I’ve always had my eye on type. I think it all began when I was a kid and really took a good hard look at the RCA logo, a company that employed my grandmother for a number of years. The logos and font-faces of yesterday’s big companies, such as RCA, Ford, Chrysler, IBM, GE and many others, are back as the logos and font-faces of today’s big companies. Fascinating.
As I’ve become increasingly interested in today’s font development, I’ve found thatTypophile is a very nicely designed and useful site. It features a review of the new book called Indie Fonts edited by Richard Kegler, James Grieshaber, and Tamye Riggs, for which I recently put good money down at Amazon.com, and which contains 33 original fonts that in and of themselves seemingly outweigh the cost of the book itself ($39.95).
I believe that every person in the world has a series of questions in their head at all times or some of the time.

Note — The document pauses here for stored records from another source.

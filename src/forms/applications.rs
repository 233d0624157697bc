use chrono::Utc;
use serde::{Deserialize, Serialize};
use thiserror::Error;
use validator::{Validate, ValidationErrors};

use crate::domain::application::NewApplication;
use crate::domain::types::{
    ApplicationDecision, CampaignId, Pitch, ProfileId, TypeConstraintError,
};
use crate::forms::invalid_fields;

#[derive(Clone, Deserialize, Serialize, Validate)]
pub struct ApplyForm {
    #[validate(length(min = 1, max = 5000))]
    pub pitch: String,
}

#[derive(Debug, Clone, PartialEq)]
pub struct ApplyFormPayload {
    pub pitch: Pitch,
}

impl ApplyFormPayload {
    pub fn into_new_application(
        self,
        campaign_id: CampaignId,
        influencer_id: ProfileId,
    ) -> NewApplication {
        let now = Utc::now().naive_utc();
        NewApplication {
            campaign_id,
            influencer_id,
            pitch: self.pitch,
            created_at: now,
            updated_at: now,
        }
    }
}

#[derive(Debug, Error)]
pub enum ApplyFormError {
    #[error("Application form validation failed: {}", .0.join(", "))]
    Validation(Vec<String>),
    #[error("Application form contains invalid data: {0}")]
    TypeConstraint(#[from] TypeConstraintError),
}

impl From<ValidationErrors> for ApplyFormError {
    fn from(value: ValidationErrors) -> Self {
        Self::Validation(invalid_fields(&value))
    }
}

impl TryFrom<ApplyForm> for ApplyFormPayload {
    type Error = ApplyFormError;

    fn try_from(value: ApplyForm) -> Result<Self, Self::Error> {
        value.validate()?;
        Ok(Self {
            pitch: Pitch::new(value.pitch)?,
        })
    }
}

/// Accept or reject a pending application. `status` carries the target
/// status word (`accepted`/`rejected`).
#[derive(Deserialize, Validate)]
pub struct ApplicationStatusForm {
    #[validate(length(min = 1))]
    pub status: String,
}

#[derive(Debug, Clone, Copy, PartialEq)]
pub struct ApplicationStatusFormPayload {
    pub decision: ApplicationDecision,
}

#[derive(Debug, Error)]
pub enum ApplicationStatusFormError {
    #[error("Application status form validation failed: {}", .0.join(", "))]
    Validation(Vec<String>),
    #[error("Application status form contains invalid data: {0}")]
    TypeConstraint(#[from] TypeConstraintError),
}

impl From<ValidationErrors> for ApplicationStatusFormError {
    fn from(value: ValidationErrors) -> Self {
        Self::Validation(invalid_fields(&value))
    }
}

impl TryFrom<ApplicationStatusForm> for ApplicationStatusFormPayload {
    type Error = ApplicationStatusFormError;

    fn try_from(value: ApplicationStatusForm) -> Result<Self, Self::Error> {
        value.validate()?;
        Ok(Self {
            decision: ApplicationDecision::try_from(value.status.as_str())?,
        })
    }
}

Many of those questions may be of the existential variety (e.g. “Why am I on this planet?” or “Who is G-d to give or take life?”) but many are more mundane. Here are a few of mine while in the car:
1. Why do some automatic cars roll back on hills if you take your foot off the brake? Shouldn’t all cars not do that, unless of course they are manual?
2. How can gasoline still be so cheap and plentiful when a great majority of people say that fossil fuels are scarce and getting scarcer still? Is the government really subsidizing gasoline through highways subsidies and wars as some allege?
3. What percentage of people still have their user manuals for their cars in the glove compartment? And how many of those that do have read them?
4. Why aren’t cops pulling over people using their cell phone without a hands-free device? Isn’t it law in N.Y.?
Chafee Calls for Senate Leadership Change I’m all for getting rid of Mr. Lott, as he is a bad egg, and hasn’t truly represented his constituents, his country, or even himself. He sucks. But, and this a big but, I’m not enthralled with the way the left has sunk its teeth into this issue, which is what Bush and his Rovey friends have strategically devised. The charge of “getting rid of Lott” deflects all issues away from Bush and his party; the reality is that there are many more bad eggs in the Senate on both sides of the isle and the political left appears just too wimpy to go for broke on this one.
In my recent past, I worked on pitching a number of eGovernment contracts — I still believe they would have worked and apparently, so does President Bush, who signed the E-Government Act of 2002 today. While it remains to be seen how this money — $345 million — will really be used and whether it will go toward greater government transparency (as NYC.gov has done with its online record of public health reports about restaurants here) or toward privacy invasions, remains to be seen.
In a rare double-billing on today’s Deckchairs, one must read today’s Post editorial: Lott Must Go. Why did Lott feel the need to apologize 4 times for his ignorance of history, race, and national politics? Perhaps because he didn’t really mean it the first, second, third, or fourth time.